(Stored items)
==========

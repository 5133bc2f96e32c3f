use chrono::NaiveDate;
use serde::{Deserialize, Serialize};

use crate::period::OverviewPeriod;

// Overview

#[derive(Debug, Clone, PartialEq, Serialize, Deserialize)]
pub struct RevenueBreakdown {
	pub total: f64,
	pub cash: f64,
	pub credit: f64,
	pub growth: f64,
}

#[derive(Debug, Clone, PartialEq, Serialize, Deserialize)]
pub struct ExpenseBreakdown {
	pub total: f64,
	pub purchases: f64,
	pub operational: f64,
	pub growth: f64,
}

#[derive(Debug, Clone, PartialEq, Serialize, Deserialize)]
pub struct ProfitBreakdown {
	pub gross: f64,
	pub net: f64,
	pub margin: f64,
}

#[derive(Debug, Clone, PartialEq, Serialize, Deserialize)]
pub struct CashFlowTotals {
	pub inflow: f64,
	pub outflow: f64,
	pub net: f64,
}

/// Aggregate snapshot for one period, recomputed by the backend per request.
#[derive(Debug, Clone, PartialEq, Serialize, Deserialize)]
#[serde(rename_all = "camelCase")]
pub struct FinanceOverview {
	pub revenue: RevenueBreakdown,
	pub expenses: ExpenseBreakdown,
	pub profit: ProfitBreakdown,
	pub accounts_receivable: f64,
	pub accounts_payable: f64,
	pub cash_flow: CashFlowTotals,
}

// Receivables

#[derive(Debug, Clone, PartialEq, Serialize, Deserialize)]
#[serde(rename_all = "camelCase")]
pub struct AccountsReceivable {
	pub id: u64,
	pub customer_id: u64,
	pub customer_name: String,
	pub invoice_number: String,
	pub date: String,
	pub due_date: String,
	pub amount: f64,
	pub paid_amount: f64,
	pub balance: f64,
	pub days_overdue: i64,
	pub status: String,
}

impl AccountsReceivable {
	pub fn is_overdue(&self) -> bool {
		self.status.eq_ignore_ascii_case("overdue")
	}

	/// `amount - paid_amount`, the value `balance` must carry.
	pub fn expected_balance(&self) -> f64 {
		self.amount - self.paid_amount
	}
}

#[derive(Debug, Clone, PartialEq, Serialize, Deserialize)]
#[serde(rename_all = "camelCase")]
pub struct ReceivablesSummary {
	pub total_receivables: f64,
	pub overdue_amount: f64,
	pub overdue_count: u64,
}

#[derive(Debug, Clone, PartialEq, Serialize, Deserialize)]
pub struct ReceivablesPage {
	#[serde(default)]
	pub receivables: Vec<AccountsReceivable>,
	pub summary: ReceivablesSummary,
}

// Expenses

#[derive(Debug, Clone, PartialEq, Serialize, Deserialize)]
#[serde(rename_all = "camelCase")]
pub struct Expense {
	pub id: u64,
	pub category: String,
	#[serde(default)]
	pub description: String,
	pub amount: f64,
	pub date: String,
	#[serde(default)]
	pub reference: String,
	pub payment_method: String,
	#[serde(default, skip_serializing_if = "Option::is_none")]
	pub receipt: Option<String>,
	pub created_by: String,
}

#[derive(Debug, Clone, PartialEq, Serialize, Deserialize)]
pub struct CategoryAmount {
	pub category: String,
	pub amount: f64,
}

#[derive(Debug, Clone, PartialEq, Serialize, Deserialize)]
#[serde(rename_all = "camelCase")]
pub struct ExpensesSummary {
	pub total_expenses: f64,
	#[serde(default)]
	pub categories: Vec<CategoryAmount>,
}

#[derive(Debug, Clone, PartialEq, Serialize, Deserialize)]
pub struct ExpensesPage {
	#[serde(default)]
	pub expenses: Vec<Expense>,
	pub summary: ExpensesSummary,
}

// Query parameter objects. Only `Some` fields reach the query string.

#[derive(Debug, Clone, Default, PartialEq, Serialize)]
pub struct OverviewQuery {
	pub period: OverviewPeriod,
}

#[derive(Debug, Clone, Default, PartialEq, Serialize)]
#[serde(rename_all = "camelCase")]
pub struct ReceivablesQuery {
	#[serde(skip_serializing_if = "Option::is_none")]
	pub page: Option<u32>,
	#[serde(skip_serializing_if = "Option::is_none")]
	pub limit: Option<u32>,
	#[serde(skip_serializing_if = "Option::is_none")]
	pub overdue: Option<bool>,
	#[serde(skip_serializing_if = "Option::is_none")]
	pub customer_id: Option<u64>,
}

#[derive(Debug, Clone, Default, PartialEq, Serialize)]
#[serde(rename_all = "camelCase")]
pub struct ExpensesQuery {
	#[serde(skip_serializing_if = "Option::is_none")]
	pub page: Option<u32>,
	#[serde(skip_serializing_if = "Option::is_none")]
	pub limit: Option<u32>,
	#[serde(skip_serializing_if = "Option::is_none")]
	pub category: Option<String>,
	#[serde(skip_serializing_if = "Option::is_none")]
	pub date_from: Option<NaiveDate>,
	#[serde(skip_serializing_if = "Option::is_none")]
	pub date_to: Option<NaiveDate>,
}

// Payments

#[derive(Debug, Clone, Copy, PartialEq, Eq, Serialize, Deserialize)]
#[serde(rename_all = "snake_case")]
pub enum PaymentMethod {
	Cash,
	BankTransfer,
	Cheque,
}

/// Command: record a customer payment. `amount` must be strictly positive.
#[derive(Debug, Clone, PartialEq, Serialize, Deserialize)]
#[serde(rename_all = "camelCase")]
pub struct PaymentRequest {
	pub customer_id: u64,
	pub amount: f64,
	pub payment_method: PaymentMethod,
	pub reference: String,
	#[serde(default, skip_serializing_if = "Option::is_none")]
	pub notes: Option<String>,
}

/// The payment as stored by the backend: the request fields plus whatever it assigned.
#[derive(Debug, Clone, PartialEq, Serialize, Deserialize)]
#[serde(rename_all = "camelCase")]
pub struct PaymentRecord {
	#[serde(default, skip_serializing_if = "Option::is_none")]
	pub id: Option<u64>,
	pub customer_id: u64,
	pub amount: f64,
	pub payment_method: PaymentMethod,
	pub reference: String,
	#[serde(default, skip_serializing_if = "Option::is_none")]
	pub notes: Option<String>,
	#[serde(default, skip_serializing_if = "Option::is_none")]
	pub date: Option<String>,
}

impl PaymentRecord {
	/// Strips backend-assigned fields, giving back the command that produced the record.
	pub fn to_request(&self) -> PaymentRequest {
		PaymentRequest {
			customer_id: self.customer_id,
			amount: self.amount,
			payment_method: self.payment_method,
			reference: self.reference.clone(),
			notes: self.notes.clone(),
		}
	}
}

#[derive(Debug, Clone, PartialEq, Serialize, Deserialize)]
#[serde(rename_all = "camelCase")]
pub struct PaymentRecorded {
	pub payment: PaymentRecord,
	pub updated_balance: f64,
}

// Customer balances

/// Direction of a balance entry. Credit raises what the customer owes, debit lowers it.
#[derive(Debug, Clone, Copy, PartialEq, Eq, Serialize, Deserialize)]
#[serde(rename_all = "lowercase")]
pub enum BalanceEntryType {
	Credit,
	Debit,
}

impl BalanceEntryType {
	/// Applies the direction to an unsigned amount.
	pub fn signed(&self, amount: f64) -> f64 {
		match self {
			Self::Credit => amount,
			Self::Debit => -amount,
		}
	}
}

/// Command: move a customer's balance after an order status change.
#[derive(Debug, Clone, PartialEq, Serialize, Deserialize)]
#[serde(rename_all = "camelCase")]
pub struct CustomerBalanceUpdate {
	pub customer_id: u64,
	pub order_id: u64,
	pub amount: f64,
	#[serde(rename = "type")]
	pub kind: BalanceEntryType,
	pub order_number: String,
	#[serde(default, skip_serializing_if = "Option::is_none")]
	pub description: Option<String>,
}

#[derive(Debug, Clone, PartialEq, Serialize, Deserialize)]
#[serde(rename_all = "camelCase")]
pub struct BalanceUpdated {
	pub customer_id: u64,
	pub previous_balance: f64,
	pub new_balance: f64,
	pub transaction_id: u64,
}

#[derive(Debug, Clone, PartialEq, Serialize, Deserialize)]
#[serde(rename_all = "camelCase")]
pub struct BalanceTransaction {
	pub id: u64,
	pub order_id: u64,
	pub order_number: String,
	pub amount: f64,
	#[serde(rename = "type")]
	pub kind: BalanceEntryType,
	pub date: String,
	#[serde(default)]
	pub description: String,
}

#[derive(Debug, Clone, PartialEq, Serialize, Deserialize)]
#[serde(rename_all = "camelCase")]
pub struct CustomerBalance {
	pub customer_id: u64,
	pub current_balance: f64,
	#[serde(default)]
	pub transactions: Vec<BalanceTransaction>,
}

#[derive(Debug, Clone, PartialEq, Serialize, Deserialize)]
#[serde(rename_all = "camelCase")]
pub struct SyncFailure {
	pub customer_id: u64,
	pub error: String,
}

#[derive(Debug, Clone, PartialEq, Serialize, Deserialize)]
pub struct SyncReport {
	pub updated: u64,
	#[serde(default)]
	pub errors: Vec<SyncFailure>,
}

#[cfg(test)]
mod tests {
	use super::*;
	use serde_json::json;

	#[test]
	fn payment_request_uses_wire_names() {
		let req = PaymentRequest {
			customer_id: 7,
			amount: 1500.0,
			payment_method: PaymentMethod::BankTransfer,
			reference: "TRX-1".to_string(),
			notes: None,
		};
		assert_eq!(
			serde_json::to_value(&req).unwrap(),
			json!({
				"customerId": 7,
				"amount": 1500.0,
				"paymentMethod": "bank_transfer",
				"reference": "TRX-1"
			})
		);
	}

	#[test]
	fn balance_update_carries_type_field() {
		let update = CustomerBalanceUpdate {
			customer_id: 3,
			order_id: 90,
			amount: 250.0,
			kind: BalanceEntryType::Debit,
			order_number: "ORD-90".to_string(),
			description: Some("paid on delivery".to_string()),
		};
		let value = serde_json::to_value(&update).unwrap();
		assert_eq!(value["type"], "debit");
		assert_eq!(value["orderNumber"], "ORD-90");
		assert_eq!(BalanceEntryType::Debit.signed(update.amount), -250.0);
		assert_eq!(BalanceEntryType::Credit.signed(update.amount), 250.0);
	}

	#[test]
	fn receivable_decodes_camel_case() {
		let entry: AccountsReceivable = serde_json::from_value(json!({
			"id": 1,
			"customerId": 4,
			"customerName": "Ali Traders",
			"invoiceNumber": "INV-001",
			"date": "2025-01-02",
			"dueDate": "2025-02-01",
			"amount": 1000.0,
			"paidAmount": 400.0,
			"balance": 600.0,
			"daysOverdue": 12,
			"status": "Overdue"
		}))
		.unwrap();
		assert!(entry.is_overdue());
		assert_eq!(entry.expected_balance(), 600.0);
	}

	#[test]
	fn empty_queries_serialize_to_empty_objects() {
		assert_eq!(
			serde_json::to_value(ReceivablesQuery::default()).unwrap(),
			json!({})
		);
		let q = ExpensesQuery {
			date_from: NaiveDate::from_ymd_opt(2025, 3, 1),
			..Default::default()
		};
		assert_eq!(
			serde_json::to_value(q).unwrap(),
			json!({"dateFrom": "2025-03-01"})
		);
	}
}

==========

• **What the task requires**: In the records above, locate the lines holding the word "ProfitBreakdown". Copy each of them.

• **Result of this exercise**:
pub struct ProfitBreakdown {
	pub profit: ProfitBreakdown,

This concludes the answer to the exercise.